The presets are one call each:
#![allow(unused)]
fn main() {
use ringgrid::TargetLayout;
let hex = TargetLayout::default_hex(); // classic coded hex
let rect = TargetLayout::rect_24x24(); // plain rect target with origin dots
}
See the Compositional Target Model for the full construction and validation rules.
Fiducial dots
Plain (uncoded) targets carry no per-marker identity, so they use dark filled
dots to resolve the board origin and orientation. In a recipe these are the
fiducials field ("auto", or an explicit { dot_radius_mm, dots_mm } table);
in the Rust API they are OriginFiducials { dot_radius_mm, dots_mm } (dot
centers in board millimeters).
Two rules are validated at construction time:
- dots must not overlap any marker’s drawn extent, and
- the dot pattern must break every rotational symmetry of the lattice, so a detector can recover the board orientation uniquely.

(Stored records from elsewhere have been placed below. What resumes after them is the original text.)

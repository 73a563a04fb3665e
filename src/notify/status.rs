use std::sync::Arc;
use std::time::Duration;

use chrono::Utc;
use tokio::time::MissedTickBehavior;
use tokio_util::sync::CancellationToken;
use tracing::{debug, info};

use super::NotificationFanout;
use crate::health::EquipmentHealthRegistry;
use crate::types::NotificationEvent;

/// Periodically broadcast a `status_update` with every unit's status.
///
/// Runs until `cancel` fires. Returns the number of updates sent.
pub async fn run_status_broadcaster(
    health: Arc<EquipmentHealthRegistry>,
    fanout: Arc<NotificationFanout>,
    interval: Duration,
    cancel: CancellationToken,
) -> u64 {
    info!("[StatusBroadcaster] Task starting with interval {:?}", interval);

    let mut ticker = tokio::time::interval(interval);
    ticker.set_missed_tick_behavior(MissedTickBehavior::Delay);
    let mut sent = 0u64;

    loop {
        tokio::select! {
            _ = cancel.cancelled() => {
                info!("[StatusBroadcaster] Received shutdown signal after {} updates", sent);
                return sent;
            }
            _ = ticker.tick() => {
                if fanout.is_empty() {
                    continue;
                }
                let event = NotificationEvent::StatusUpdate {
                    data: health.snapshot(),
                    timestamp: Utc::now(),
                };
                let report = fanout.broadcast(&event).await;
                sent += 1;
                debug!(
                    delivered = report.delivered,
                    dropped = report.dropped,
                    "[StatusBroadcaster] Status update sent"
                );
            }
        }
    }
}
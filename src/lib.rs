//! PlantWatch: streaming anomaly detection and alerting for industrial equipment
//!
//! ## Architecture
//!
//! - **Pipeline**: validate, persist, score and alert on every reading
//! - **Model**: per-unit adaptive isolation forest over a sliding window
//! - **Health**: single owner of each unit's healthy/warning/critical status
//! - **Notify**: timeout-bounded fan-out of alerts and periodic status updates
//! - **Storage**: sled (durable) or in-memory persistence behind one trait
//! - **Generator**: synthetic plant load for demos and soak runs

pub mod api;
pub mod config;
pub mod emitter;
pub mod generator;
pub mod health;
pub mod model;
pub mod notify;
pub mod pipeline;
pub mod policy;
pub mod storage;
pub mod types;

// Re-export plant configuration
pub use config::PlantConfig;

// Re-export commonly used types
pub use types::{
    Alert, EquipmentId, EquipmentStatus, EquipmentUnit, FeatureVector, MaintenanceTask,
    NotificationEvent, Prediction, SensorReading, Severity, TelemetrySample,
};

// Re-export pipeline components
pub use emitter::AlertAndPredictionEmitter;
pub use health::EquipmentHealthRegistry;
pub use model::{AdaptiveAnomalyModel, AnomalyVerdict, ModelRegistry};
pub use notify::{NotificationFanout, Observer};
pub use pipeline::{IngestError, IngestOutcome, IngestionPipeline, ReadingSink};
pub use policy::ClassificationPolicy;

// Re-export storage
pub use storage::{AnomalyIds, InMemoryStore, PersistenceError, PersistenceLayer, SledStore};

fiducials = "auto" satisfies both automatically. Coded targets do not need
fiducials — decoded IDs already anchor every marker to a physical cell, and
coding = "coded" with fiducials is rejected. See
Origin Fiducials for the anchoring and validation
details.
Detection from the generated target
Every generation path above emits a target_spec.json that the detector reads
directly:
ringgrid detect \
--target ./out/target_print_200mm/target_spec.json \
--image path/to/photo.png \
--out ./out/target_print_200mm/detect.json
ringgrid detect --target also accepts a recipe directly, so you can detect
against a recipe without generating the spec first.
Target JSON schema
The canonical schema is ringgrid.target.v5, a
compositional document with lattice, marker, coding, and optional
fiducials sections. The pre-0.8 flat ringgrid.target.v4 schema is still
accepted on input and migrated on load; writers always emit v5. The full field
reference, both annotated examples (coded hex and plain rect), and the v4
auto-migration rules live in Target JSON (schema v5)
— this page does not duplicate them.
Practical Print Guidance
- Prefer SVG for final print jobs; it is resolution-independent.
- Keep printer scaling at 100% (no fit-to-page).
- Use a print margin if your printer clips near page edges.
- Archive the exact
target_spec.jsonthat was printed and use that same JSON during detection.
Developing ringgrid. Coded targets assign codebook IDs sequentially. A maintainer-only optimizer (
tools/optimize_id_assignment.py) reassigns IDs so hex-adjacent markers have maximally dissimilar codewords, hardening the ID correction stage. It, and the synthetic image + print pipeline (tools/gen_synth.py), require a repository checkout and the in-repo Python tooling. See ID Assignment Optimization and Development.